Fiber to the curb. In 1986, led by Bob Saldich, a team set out to work with the telephone company to bring high-speed broadband and local service to homes via fiber optic cable. Already AT&T had built the long-distance fiber backbone. But the baby bells delivered signals "to the curb" using the existing network of copper wire. Installing a fiber to each home was not practical. Then someone (Jim Triplett, I believed, until hearing otherwise in 2011, see below "Fiber Optic Tap") at Raychem had an idea that a single fiber could be bent (not cut) to tap off a signal and simultaneously bent in several places to send and receive signals in a local loop. Raynet was established to research and develop a product. My job was to learn and work on a Macintosh SE that was networked to about 50 other computers. I might get information from any one of them in any program from Excel, to Ms Word, to Mac Paint. I must put them together into user documentation. I bought my first Mac there on the employee discount program. The Mac II lasted about 8 years. I left before the project was finished, so I don't know how it turned out. I'm not sure how much of the Raynet dream DSL delivers, but I guess it is less capable.

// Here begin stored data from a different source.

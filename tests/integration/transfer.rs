//! Transfer scenarios: the full wire trace, the session-level round
//! trip, and every mid-stream failure the broker polices.

use std::io::Cursor;
use std::time::Duration;

use ferry::session::{ReceiverSession, SenderSession};
use ferry_core::digest::{sha256_chunk, DIGEST_LEN};
use ferry_core::message::{chunk_message, CodePhrase, Message, MsgId, PayloadType, PostMetadata};

use crate::*;

#[tokio::test]
async fn happy_path_wire_trace() {
    let broker = start_broker(512).await;
    let payload: Vec<u8> = (0..1000u32).map(|i| (i % 251) as u8).collect();

    // Sender advertises a 1000-byte file under "abc".
    let mut sender = connect(&broker).await;
    assert!(sender.send(pre("abc", "t", 1000).to_message(MsgId::Send)).await);
    wait_until_registered(&broker, "abc").await;

    // Receiver probes the code phrase and gets the manifest.
    let mut receiver = connect(&broker).await;
    assert!(receiver.send(pre("abc", "", 0).to_message(MsgId::RequestReceive)).await);
    let mut offer = recv_expect(&mut receiver, MsgId::Accept).await;
    let post = PostMetadata::pop_from(&mut offer).unwrap();
    assert_eq!(post.max_chunk_size, 512);
    assert_eq!(post.code_phrase.code, "abc");
    assert_eq!(post.file_data.file_name, "t");
    assert_eq!(post.file_data.file_size, 1000);

    // Receiver commits; the broker's Accept to the sender starts the stream.
    assert!(receiver.send(CodePhrase::new("abc").unwrap().to_message(MsgId::Receive)).await);
    let mut start = recv_expect(&mut sender, MsgId::Accept).await;
    let start_post = PostMetadata::pop_from(&mut start).unwrap();
    assert_eq!(start_post.max_chunk_size, 512);

    // 1000 bytes at 512 per chunk: one full chunk, one 488-byte tail.
    assert!(sender.send(chunk_message(&payload[..512])).await);
    assert!(sender.send(chunk_message(&payload[512..])).await);
    assert!(sender.send(Message::new(MsgId::FinalChunk)).await);

    let first = recv_expect(&mut receiver, MsgId::Chunk).await;
    assert_eq!(first.body.len(), 512 + DIGEST_LEN);
    let second = recv_expect(&mut receiver, MsgId::Chunk).await;
    assert_eq!(second.body.len(), 488 + DIGEST_LEN);
    recv_expect(&mut receiver, MsgId::FinalChunk).await;

    // Reassemble and verify bit-identical payloads.
    let mut out = Vec::new();
    for msg in [first, second] {
        let (data, claimed) = ferry_core::message::split_chunk(msg).unwrap();
        assert_eq!(sha256_chunk(&data), claimed);
        out.extend_from_slice(&data);
    }
    assert_eq!(out, payload);

    assert!(receiver.send(Message::new(MsgId::FinishReceive)).await);
    recv_expect(&mut sender, MsgId::Success).await;
}

#[tokio::test]
async fn sessions_round_trip_a_file() {
    let broker = start_broker(512).await;
    let payload: Vec<u8> = (0..10_000u32).map(|i| (i * 7 % 256) as u8).collect();

    let mut sender = connect(&broker).await;
    assert!(sender.send(pre("kismet-aglet-0aa", "blob.bin", 10_000).to_message(MsgId::Send)).await);
    wait_until_registered(&broker, "kismet-aglet-0aa").await;

    let mut receiver = connect(&broker).await;
    let code = CodePhrase::new("kismet-aglet-0aa").unwrap();
    assert!(receiver.send(code.to_message(MsgId::Receive)).await);

    let mut start = recv_expect(&mut sender, MsgId::Accept).await;
    let post = PostMetadata::pop_from(&mut start).unwrap();

    let receiver_task = tokio::spawn(async move {
        let mut sink = Vec::new();
        let ok = ReceiverSession::new(PayloadType::File).run(&mut receiver, &mut sink).await;
        (ok, sink, receiver)
    });

    let mut source = Cursor::new(payload.clone());
    let sent = SenderSession::new(PayloadType::File, post.max_chunk_size)
        .run(&mut sender, &mut source)
        .await;
    assert!(sent, "sender session should complete");

    let (ok, sink, mut receiver) = receiver_task.await.unwrap();
    assert!(ok, "receiver session should complete");
    assert_eq!(sink, payload);

    assert!(receiver.send(Message::new(MsgId::FinishReceive)).await);
    receiver.flush().await;
    recv_expect(&mut sender, MsgId::Success).await;
}

#[tokio::test]
async fn duplicate_code_rejects_the_second_sender() {
    let broker = start_broker(512).await;

    let mut first = connect(&broker).await;
    assert!(first.send(pre("abc", "one", 10).to_message(MsgId::Send)).await);
    wait_until_registered(&broker, "abc").await;

    let mut second = connect(&broker).await;
    assert!(second.send(pre("abc", "two", 20).to_message(MsgId::Send)).await);
    recv_expect(&mut second, MsgId::Reject).await;

    // The first sender still owns the code phrase.
    let mut prober = connect(&broker).await;
    assert!(prober.send(pre("abc", "", 0).to_message(MsgId::RequestReceive)).await);
    let mut offer = recv_expect(&mut prober, MsgId::Accept).await;
    let post = PostMetadata::pop_from(&mut offer).unwrap();
    assert_eq!(post.file_data.file_name, "one");
}

#[tokio::test]
async fn unknown_code_is_rejected_then_aborted() {
    let broker = start_broker(512).await;
    let mut receiver = connect(&broker).await;

    assert!(receiver.send(pre("nope", "", 0).to_message(MsgId::RequestReceive)).await);
    recv_expect(&mut receiver, MsgId::Reject).await;

    assert!(receiver.send(CodePhrase::new("nope").unwrap().to_message(MsgId::Receive)).await);
    recv_expect(&mut receiver, MsgId::Abort).await;
}

#[tokio::test]
async fn oversize_chunk_aborts_both_sides() {
    let broker = start_broker(512).await;

    let mut sender = connect(&broker).await;
    assert!(sender.send(pre("abc", "t", 2048).to_message(MsgId::Send)).await);
    wait_until_registered(&broker, "abc").await;

    let mut receiver = connect(&broker).await;
    assert!(receiver.send(CodePhrase::new("abc").unwrap().to_message(MsgId::Receive)).await);
    recv_expect(&mut sender, MsgId::Accept).await;

    // 1 KiB body against a 512-byte budget.
    assert!(sender.send(chunk_message(&vec![0u8; 1024])).await);

    recv_expect(&mut receiver, MsgId::Abort).await;
    recv_expect(&mut sender, MsgId::Abort).await;

    // The sender's wait loop maps that Abort to failure; nothing else
    // arrives afterwards.
    assert_eq!(sender.recv_timeout(Duration::from_millis(100)).await, None);
}

#[tokio::test]
async fn chunk_at_exactly_the_bound_is_relayed() {
    let broker = start_broker(512).await;

    let mut sender = connect(&broker).await;
    assert!(sender.send(pre("abc", "t", 512).to_message(MsgId::Send)).await);
    wait_until_registered(&broker, "abc").await;

    let mut receiver = connect(&broker).await;
    assert!(receiver.send(CodePhrase::new("abc").unwrap().to_message(MsgId::Receive)).await);
    recv_expect(&mut sender, MsgId::Accept).await;

    // body == max_chunk_size + digest: right on the limit, not over it.
    assert!(sender.send(chunk_message(&vec![0xA5u8; 512])).await);
    let relayed = recv_expect(&mut receiver, MsgId::Chunk).await;
    assert_eq!(relayed.body.len(), 512 + DIGEST_LEN);
}

#[tokio::test]
async fn long_chunk_stream_arrives_in_emission_order() {
    let broker = start_broker(512).await;

    let mut sender = connect(&broker).await;
    assert!(sender.send(pre("abc", "t", 15_000).to_message(MsgId::Send)).await);
    wait_until_registered(&broker, "abc").await;

    let mut receiver = connect(&broker).await;
    assert!(receiver.send(CodePhrase::new("abc").unwrap().to_message(MsgId::Receive)).await);
    recv_expect(&mut sender, MsgId::Accept).await;

    const CHUNKS: u8 = 150;
    let receiver_task = tokio::spawn(async move {
        let mut seen = Vec::new();
        loop {
            let msg = recv(&mut receiver).await;
            match msg.id {
                MsgId::Chunk => {
                    let (data, _) = ferry_core::message::split_chunk(msg).unwrap();
                    seen.push(data[0]);
                }
                MsgId::FinalChunk => return seen,
                other => panic!("unexpected message {other:?}"),
            }
        }
    });

    for i in 0..CHUNKS {
        assert!(sender.send(chunk_message(&[i; 100])).await);
    }
    assert!(sender.send(Message::new(MsgId::FinalChunk)).await);

    let seen = receiver_task.await.unwrap();
    let expected: Vec<u8> = (0..CHUNKS).collect();
    assert_eq!(seen, expected, "relay must preserve emission order");
}

#[tokio::test]
async fn code_phrase_is_free_again_after_completion() {
    let broker = start_broker(512).await;

    let mut sender = connect(&broker).await;
    assert!(sender.send(pre("abc", "t", 3).to_message(MsgId::Send)).await);
    wait_until_registered(&broker, "abc").await;

    let mut receiver = connect(&broker).await;
    assert!(receiver.send(CodePhrase::new("abc").unwrap().to_message(MsgId::Receive)).await);
    recv_expect(&mut sender, MsgId::Accept).await;

    assert!(sender.send(chunk_message(b"abc")).await);
    assert!(sender.send(Message::new(MsgId::FinalChunk)).await);
    recv_expect(&mut receiver, MsgId::Chunk).await;
    recv_expect(&mut receiver, MsgId::FinalChunk).await;
    assert!(receiver.send(Message::new(MsgId::FinishReceive)).await);
    recv_expect(&mut sender, MsgId::Success).await;

    // A new sender can register the same phrase now.
    let mut next = connect(&broker).await;
    assert!(next.send(pre("abc", "again", 1).to_message(MsgId::Send)).await);
    wait_until_registered(&broker, "abc").await;
}

#[tokio::test]
async fn probing_does_not_commit_the_receiver() {
    let broker = start_broker(512).await;

    let mut sender = connect(&broker).await;
    assert!(sender.send(pre("abc", "t", 5).to_message(MsgId::Send)).await);
    wait_until_registered(&broker, "abc").await;

    // One receiver probes and walks away; the offer stays claimable.
    let mut undecided = connect(&broker).await;
    assert!(undecided.send(pre("abc", "", 0).to_message(MsgId::RequestReceive)).await);
    recv_expect(&mut undecided, MsgId::Accept).await;
    drop(undecided);

    let mut committed = connect(&broker).await;
    assert!(committed.send(CodePhrase::new("abc").unwrap().to_message(MsgId::Receive)).await);
    recv_expect(&mut sender, MsgId::Accept).await;
}

#[tokio::test]
async fn second_claim_on_an_active_relay_is_aborted() {
    let broker = start_broker(512).await;

    let mut sender = connect(&broker).await;
    assert!(sender.send(pre("abc", "t", 5).to_message(MsgId::Send)).await);
    wait_until_registered(&broker, "abc").await;

    let mut receiver = connect(&broker).await;
    assert!(receiver.send(CodePhrase::new("abc").unwrap().to_message(MsgId::Receive)).await);
    recv_expect(&mut sender, MsgId::Accept).await;

    // Relays are one-to-one; a latecomer cannot join.
    let mut latecomer = connect(&broker).await;
    assert!(latecomer.send(CodePhrase::new("abc").unwrap().to_message(MsgId::Receive)).await);
    recv_expect(&mut latecomer, MsgId::Abort).await;
}

#[tokio::test]
async fn corrupted_chunk_fails_the_receiver_and_aborts_the_sender() {
    let broker = start_broker(512).await;

    let mut sender = connect(&broker).await;
    assert!(sender.send(pre("abc", "t", 100).to_message(MsgId::Send)).await);
    wait_until_registered(&broker, "abc").await;

    let mut receiver = connect(&broker).await;
    assert!(receiver.send(CodePhrase::new("abc").unwrap().to_message(MsgId::Receive)).await);
    recv_expect(&mut sender, MsgId::Accept).await;

    // Flip one bit of the digest trailer.
    let mut tampered = chunk_message(b"the quick brown fox");
    let last = tampered.body.len() - 1;
    tampered.body[last] ^= 0x01;
    assert!(sender.send(tampered).await);

    let mut sink = Vec::new();
    let ok = ReceiverSession::new(PayloadType::File).run(&mut receiver, &mut sink).await;
    assert!(!ok, "digest mismatch must fail the session");
    assert!(sink.is_empty(), "no corrupt bytes may reach the sink");

    // The session's FailedReceive makes the broker abort the sender.
    recv_expect(&mut sender, MsgId::Abort).await;
}
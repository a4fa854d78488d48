//! Ferry wire model — framed messages and the payload codecs built on them.
//!
//! Every unit on a broker connection is a `Message`: a 4-byte id, a 4-byte
//! body length, and exactly that many body bytes. All fixed-width integers
//! are little-endian on the wire. The body behaves as a stack: encoders
//! push values at the tail and decoders pop them back in reverse order, so
//! a variable-length field is always pushed before its length prefix and
//! the prefix pops first.
//!
//! The id values and field layouts here are the protocol. They must not
//! change once peers are deployed.

use crate::digest::{sha256_chunk, DIGEST_LEN};

/// Closed set of wire message ids. Numeric values are stable.
#[derive(Debug, Clone, Copy, PartialEq, Eq, Hash)]
#[repr(u32)]
pub enum MsgId {
    /// Broker accepts a transfer; body is a [`PostMetadata`].
    Accept = 0,
    /// Broker declines an advertise or receive attempt; empty body.
    Reject = 1,
    /// Broker confirms the receiver finished cleanly; sender-bound.
    Success = 2,
    /// Transfer torn down; any side may observe it.
    Abort = 3,
    /// Sender advertises a file; body is a [`PreMetadata`].
    Send = 4,
    /// Receiver probes a code phrase; body is a [`PreMetadata`].
    RequestReceive = 5,
    /// Receiver's sink closed cleanly; empty body.
    FinishReceive = 6,
    /// Receiver hit an integrity or sink failure; empty body.
    FailedReceive = 7,
    /// Receiver commits to a transfer; body is a [`CodePhrase`].
    Receive = 8,
    /// File bytes followed by their 32-byte SHA-256 trailer.
    Chunk = 9,
    /// End of the chunk stream; empty body.
    FinalChunk = 10,
}

impl TryFrom<u32> for MsgId {
    type Error = MessageError;

    fn try_from(value: u32) -> Result<Self, Self::Error> {
        Ok(match value {
            0 => MsgId::Accept,
            1 => MsgId::Reject,
            2 => MsgId::Success,
            3 => MsgId::Abort,
            4 => MsgId::Send,
            5 => MsgId::RequestReceive,
            6 => MsgId::FinishReceive,
            7 => MsgId::FailedReceive,
            8 => MsgId::Receive,
            9 => MsgId::Chunk,
            10 => MsgId::FinalChunk,
            other => return Err(MessageError::UnknownId(other)),
        })
    }
}

/// Errors from interpreting message bodies and payload fields.
#[derive(Debug, Clone, PartialEq, Eq, thiserror::Error)]
pub enum MessageError {
    #[error("unknown message id: {0}")]
    UnknownId(u32),

    #[error("body truncated: needed {needed} bytes, {available} left")]
    Truncated { needed: usize, available: usize },

    #[error("unknown payload type: 0x{0:02x}")]
    UnknownPayloadType(u8),

    #[error("{0} is not valid UTF-8")]
    BadUtf8(&'static str),

    #[error("{field} is {len} bytes, maximum is 255")]
    FieldTooLong { field: &'static str, len: usize },

    #[error("chunk body shorter than its digest trailer")]
    ChunkTooShort,
}

/// One framed wire unit.
#[derive(Debug, Clone, PartialEq, Eq)]
pub struct Message {
    pub id: MsgId,
    pub body: Vec<u8>,
}

impl Message {
    pub fn new(id: MsgId) -> Self {
        Self { id, body: Vec::new() }
    }

    /// Body length as carried in the frame header.
    pub fn size(&self) -> u32 {
        self.body.len() as u32
    }

    pub fn push_u8(&mut self, value: u8) {
        self.body.push(value);
    }

    pub fn push_u32(&mut self, value: u32) {
        self.body.extend_from_slice(&value.to_le_bytes());
    }

    pub fn push_u64(&mut self, value: u64) {
        self.body.extend_from_slice(&value.to_le_bytes());
    }

    pub fn push_bytes(&mut self, value: &[u8]) {
        self.body.extend_from_slice(value);
    }

    pub fn pop_u8(&mut self) -> Result<u8, MessageError> {
        let at = self.tail_offset(1)?;
        let value = self.body[at];
        self.body.truncate(at);
        Ok(value)
    }

    pub fn pop_u32(&mut self) -> Result<u32, MessageError> {
        let at = self.tail_offset(4)?;
        let mut raw = [0u8; 4];
        raw.copy_from_slice(&self.body[at..]);
        self.body.truncate(at);
        Ok(u32::from_le_bytes(raw))
    }

    pub fn pop_u64(&mut self) -> Result<u64, MessageError> {
        let at = self.tail_offset(8)?;
        let mut raw = [0u8; 8];
        raw.copy_from_slice(&self.body[at..]);
        self.body.truncate(at);
        Ok(u64::from_le_bytes(raw))
    }

    /// Pop exactly `len` bytes off the tail.
    pub fn pop_bytes(&mut self, len: usize) -> Result<Vec<u8>, MessageError> {
        let at = self.tail_offset(len)?;
        Ok(self.body.split_off(at))
    }

    fn tail_offset(&self, len: usize) -> Result<usize, MessageError> {
        self.body.len().checked_sub(len).ok_or(MessageError::Truncated {
            needed: len,
            available: self.body.len(),
        })
    }
}

// ── Payloads ──────────────────────────────────────────────────────────────────

/// What kind of data a transfer carries. Only files today; the byte is on
/// the wire so the set can grow without reframing.
#[derive(Debug, Clone, Copy, PartialEq, Eq)]
#[repr(u8)]
pub enum PayloadType {
    File = 0,
}

impl TryFrom<u8> for PayloadType {
    type Error = MessageError;

    fn try_from(value: u8) -> Result<Self, Self::Error> {
        match value {
            0 => Ok(PayloadType::File),
            other => Err(MessageError::UnknownPayloadType(other)),
        }
    }
}

impl From<PayloadType> for u8 {
    fn from(value: PayloadType) -> u8 {
        value as u8
    }
}

/// Short human-shareable string naming a pending transfer.
#[derive(Debug, Clone, PartialEq, Eq)]
pub struct CodePhrase {
    pub code: String,
}

impl CodePhrase {
    pub fn new(code: impl Into<String>) -> Result<Self, MessageError> {
        let code = code.into();
        if code.len() > u8::MAX as usize {
            return Err(MessageError::FieldTooLong { field: "code phrase", len: code.len() });
        }
        Ok(Self { code })
    }

    pub fn push_onto(&self, msg: &mut Message) {
        msg.push_bytes(self.code.as_bytes());
        msg.push_u8(self.code.len() as u8);
    }

    pub fn pop_from(msg: &mut Message) -> Result<Self, MessageError> {
        let len = msg.pop_u8()? as usize;
        let raw = msg.pop_bytes(len)?;
        let code = String::from_utf8(raw).map_err(|_| MessageError::BadUtf8("code phrase"))?;
        Ok(Self { code })
    }

    pub fn to_message(&self, id: MsgId) -> Message {
        let mut msg = Message::new(id);
        self.push_onto(&mut msg);
        msg
    }
}

/// Name and declared length of the file behind a transfer.
#[derive(Debug, Clone, PartialEq, Eq)]
pub struct FileData {
    pub file_size: u64,
    pub file_name: String,
}

impl FileData {
    pub fn new(file_size: u64, file_name: impl Into<String>) -> Result<Self, MessageError> {
        let file_name = file_name.into();
        if file_name.len() > u8::MAX as usize {
            return Err(MessageError::FieldTooLong { field: "file name", len: file_name.len() });
        }
        Ok(Self { file_size, file_name })
    }

    pub fn push_onto(&self, msg: &mut Message) {
        msg.push_bytes(self.file_name.as_bytes());
        msg.push_u8(self.file_name.len() as u8);
        msg.push_u64(self.file_size);
    }

    pub fn pop_from(msg: &mut Message) -> Result<Self, MessageError> {
        let file_size = msg.pop_u64()?;
        let len = msg.pop_u8()? as usize;
        let raw = msg.pop_bytes(len)?;
        let file_name = String::from_utf8(raw).map_err(|_| MessageError::BadUtf8("file name"))?;
        Ok(Self { file_size, file_name })
    }
}

/// Advertise or request intent, sent by clients before a transfer exists.
#[derive(Debug, Clone, PartialEq, Eq)]
pub struct PreMetadata {
    pub payload_type: PayloadType,
    pub code_phrase: CodePhrase,
    pub file_data: FileData,
}

impl PreMetadata {
    pub fn push_onto(&self, msg: &mut Message) {
        self.file_data.push_onto(msg);
        self.code_phrase.push_onto(msg);
        msg.push_u8(self.payload_type.into());
    }

    pub fn pop_from(msg: &mut Message) -> Result<Self, MessageError> {
        let payload_type = PayloadType::try_from(msg.pop_u8()?)?;
        let code_phrase = CodePhrase::pop_from(msg)?;
        let file_data = FileData::pop_from(msg)?;
        Ok(Self { payload_type, code_phrase, file_data })
    }

    pub fn to_message(&self, id: MsgId) -> Message {
        let mut msg = Message::new(id);
        self.push_onto(&mut msg);
        msg
    }
}

/// The broker's acceptance manifest: the advertise plus the chunk budget
/// every `Chunk` on the relay must respect.
#[derive(Debug, Clone, PartialEq, Eq)]
pub struct PostMetadata {
    pub payload_type: PayloadType,
    pub max_chunk_size: u64,
    pub code_phrase: CodePhrase,
    pub file_data: FileData,
}

impl PostMetadata {
    pub fn push_onto(&self, msg: &mut Message) {
        self.file_data.push_onto(msg);
        self.code_phrase.push_onto(msg);
        msg.push_u64(self.max_chunk_size);
        msg.push_u8(self.payload_type.into());
    }

    pub fn pop_from(msg: &mut Message) -> Result<Self, MessageError> {
        let payload_type = PayloadType::try_from(msg.pop_u8()?)?;
        let max_chunk_size = msg.pop_u64()?;
        let code_phrase = CodePhrase::pop_from(msg)?;
        let file_data = FileData::pop_from(msg)?;
        Ok(Self { payload_type, max_chunk_size, code_phrase, file_data })
    }

    pub fn to_message(&self, id: MsgId) -> Message {
        let mut msg = Message::new(id);
        self.push_onto(&mut msg);
        msg
    }
}

// ── Chunks ────────────────────────────────────────────────────────────────────

/// Build a `Chunk` message: the raw bytes followed by their SHA-256 digest.
pub fn chunk_message(data: &[u8]) -> Message {
    let mut msg = Message::new(MsgId::Chunk);
    msg.push_bytes(data);
    msg.push_bytes(&sha256_chunk(data));
    msg
}

/// Split a `Chunk` body into its payload bytes and the claimed digest.
/// The claim is returned unverified; callers compare it themselves.
pub fn split_chunk(mut msg: Message) -> Result<(Vec<u8>, [u8; DIGEST_LEN]), MessageError> {
    if msg.body.len() < DIGEST_LEN {
        return Err(MessageError::ChunkTooShort);
    }
    let trailer = msg.pop_bytes(DIGEST_LEN)?;
    let mut claimed = [0u8; DIGEST_LEN];
    claimed.copy_from_slice(&trailer);
    Ok((msg.body, claimed))
}

// ── Tests ─────────────────────────────────────────────────────────────────────
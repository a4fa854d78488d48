//! Connection validation — the nonce scramble that gates the message loop.
//!
//! The broker writes a fresh nonce to every accepted stream and only
//! starts framing once the peer echoes the scrambled form back. This keeps
//! arbitrary stream peers out of the message loop; it is not a security
//! boundary.

const XOR_IN: u64 = 0xBABA_15AC_AB00_11FF;
const XOR_OUT: u64 = 0xBABA_15FA_CE1E_E788;
const NIBBLE_MASK: u64 = 0x00C0_A0C0_A0B0_B0B0;

/// Scramble a validation nonce. Both ends compute this over the same
/// nonce; the broker compares the peer's reply byte for byte. The exact
/// constants are part of the protocol.
pub fn scramble(nonce: u64) -> u64 {
    let masked = (nonce ^ XOR_IN) & NIBBLE_MASK;
    ((masked >> 4) | (masked << 4)) ^ XOR_OUT
}

/// Clock-derived nonce. Freshness is all that matters here.
pub fn fresh_nonce() -> u64 {
    std::time::SystemTime::now()
        .duration_since(std::time::UNIX_EPOCH)
        .map(|d| d.as_nanos() as u64)
        .unwrap_or(0x5EED)
}
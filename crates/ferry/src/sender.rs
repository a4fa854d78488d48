//! Send routine: advertise a file under a fresh code phrase, wait for a
//! receiver to claim it, stream the chunks, then wait for the verdict.

use std::path::Path;
use std::time::Duration;

use anyhow::{Context, Result};
use tokio::fs::File;

use ferry_core::message::{CodePhrase, FileData, MsgId, PayloadType, PostMetadata, PreMetadata};
use ferry_core::phrase;
use ferry_net::Client;

use crate::discovery;
use crate::session::SenderSession;

/// Words per generated code phrase.
const PHRASE_WORDS: usize = 2;

/// Poll granularity while waiting for the broker's verdict.
const VERDICT_POLL: Duration = Duration::from_millis(50);

pub async fn send_file(
    path: &Path,
    broker: Option<String>,
    discovery_port: u16,
    discovery_wait: Duration,
) -> Result<()> {
    // Touch the file before anything goes on the wire: a missing source
    // must fail locally, with no advertise left behind on the broker.
    let metadata = tokio::fs::metadata(path)
        .await
        .with_context(|| format!("cannot read {}", path.display()))?;
    anyhow::ensure!(metadata.is_file(), "{} is not a regular file", path.display());

    let file_name = path
        .file_name()
        .and_then(|name| name.to_str())
        .unwrap_or("unnamed")
        .to_string();
    let file_size = metadata.len();

    let addr = discovery::resolve(broker, discovery_port, discovery_wait).await?;
    let mut client = Client::connect(addr)
        .await
        .with_context(|| format!("failed to connect to broker at {addr}"))?;
    tracing::info!(broker = %addr, "connected and validated");

    let code = phrase::random_phrase(PHRASE_WORDS);
    let pre = PreMetadata {
        payload_type: PayloadType::File,
        code_phrase: CodePhrase::new(code.clone())?,
        file_data: FileData::new(file_size, file_name.clone())?,
    };
    anyhow::ensure!(
        client.send(pre.to_message(MsgId::Send)).await,
        "connection lost before the advertise went out"
    );

    println!("Share this code phrase with the receiver: {code}");
    tracing::info!(code = %code, file = %file_name, size = file_size, "advertised, waiting for a receiver");

    // The Accept carrying the manifest doubles as the start signal.
    let post = wait_for_claim(&mut client).await?;
    tracing::info!(max_chunk_size = post.max_chunk_size, "receiver claimed the transfer");

    let mut source = File::open(path)
        .await
        .with_context(|| format!("cannot open {}", path.display()))?;
    let session = SenderSession::new(PayloadType::File, post.max_chunk_size);
    let streamed = session.run(&mut client, &mut source).await;
    if !streamed {
        client.flush().await;
        anyhow::bail!("transfer aborted mid-stream");
    }

    wait_for_verdict(&mut client).await?;
    println!("Transfer complete.");
    Ok(())
}

async fn wait_for_claim(client: &mut Client) -> Result<PostMetadata> {
    loop {
        let Some(mut msg) = client.recv().await else {
            anyhow::bail!("broker connection closed while waiting for a receiver");
        };
        match msg.id {
            MsgId::Accept => return Ok(PostMetadata::pop_from(&mut msg)?),
            MsgId::Reject => anyhow::bail!("broker rejected the advertise (code phrase in use?)"),
            MsgId::Abort => anyhow::bail!("broker aborted before the transfer started"),
            other => tracing::debug!(msg = ?other, "ignoring message while waiting for a claim"),
        }
    }
}

/// Only `Success` is a positive completion signal.
async fn wait_for_verdict(client: &mut Client) -> Result<()> {
    loop {
        match client.recv_timeout(VERDICT_POLL).await {
            Some(msg) => match msg.id {
                MsgId::Success => {
                    tracing::info!("broker confirmed receipt");
                    return Ok(());
                }
                MsgId::Abort => anyhow::bail!("broker aborted after the final chunk"),
                other => tracing::debug!(msg = ?other, "ignoring message while waiting for the verdict"),
            },
            None => anyhow::ensure!(
                client.is_connected(),
                "broker connection closed before confirmation"
            ),
        }
    }
}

Status: unknown.

Automatic test equipment and anti-ballistic defense. At Watkins-Johnson in 1983, I tuned yig filters that guided antiballistic missiles. To keep track of my units, I bought a TRS-80 portable computer from Radio Shack and wrote BASIC programs. That led to leaving and still don't know how effective they are. On my new job in another department, I learned a simple language to program automatic test equipment, A.T.E. It was easy to program and even easier to use to perform a test. I left before learning how common this solution became. Status: unknown.

World peace. When I despaired of all I had learned and been taught, I related to the Love Generation of the 1960s for my cultural impetus. Dropping out, I was able to study things like astronomy and mysticism. I tried to find my own truth by looking within. Status, inner: I still haven't fully seen within although the adventure gets better all the time, innerly at peace. Status, outer: The world is far from peaceful, peace is in peril.

Being in Color. Being surrounded with significantly patterned color in the light of stained glass was the dream that formed while working in stained glass art studios and doing commissions starting in 1961. I did make Wholeo dome but could never find a sponsor and finally donated it to The Farm. Status: the dream was realized, but does it still exist? Status: Unknown. Repairs have compromised the color information and structure. Last I checked in 2012, further repairs were needed.

Integrating abstract expressionism with ideas. Trying to conceptualize my aspirations as an artist at the University of Minnesota starting in 1954 is futile. They won't be packaged. Being a great artist who was female was part of it. Status: unknown.

Melting pot. As far as I knew as a child, I was born into the melting pot of people and their cultures that flowed into the USA. My father never spoke the Swedish he had learned at home on the farm in the late 1800s. My mother didn't cook pickled fish or herring that she knew was popular with her ancestors in Denmark. I knew my family was different from others in many ways, from eating bakery bread that we sliced, milk that we skimmed for cream, to beliefs about the universe. But for language and general customs we conformed to the local area. The culture I remember was heavy on English heritage, with cashmere sweaters and tartans from Scotland. Early on, I coveted StoryBook dolls, wherever they came from. We didn't exclude anyone that I knew of. But the pot seems less and less melted, the more I learn of the world. Status: pot still hot yet much of the contents is still unmelted. Status: devalued.

Fiber Optic Tap

In 2011, Jim Milburn sent background information to my experience at Raynet. The May, 1988 patent for the "Optical fiber tap for monitoring laser input power" lists five inventors starting with Bruce D. Campbell. It does not include Jim Triplett.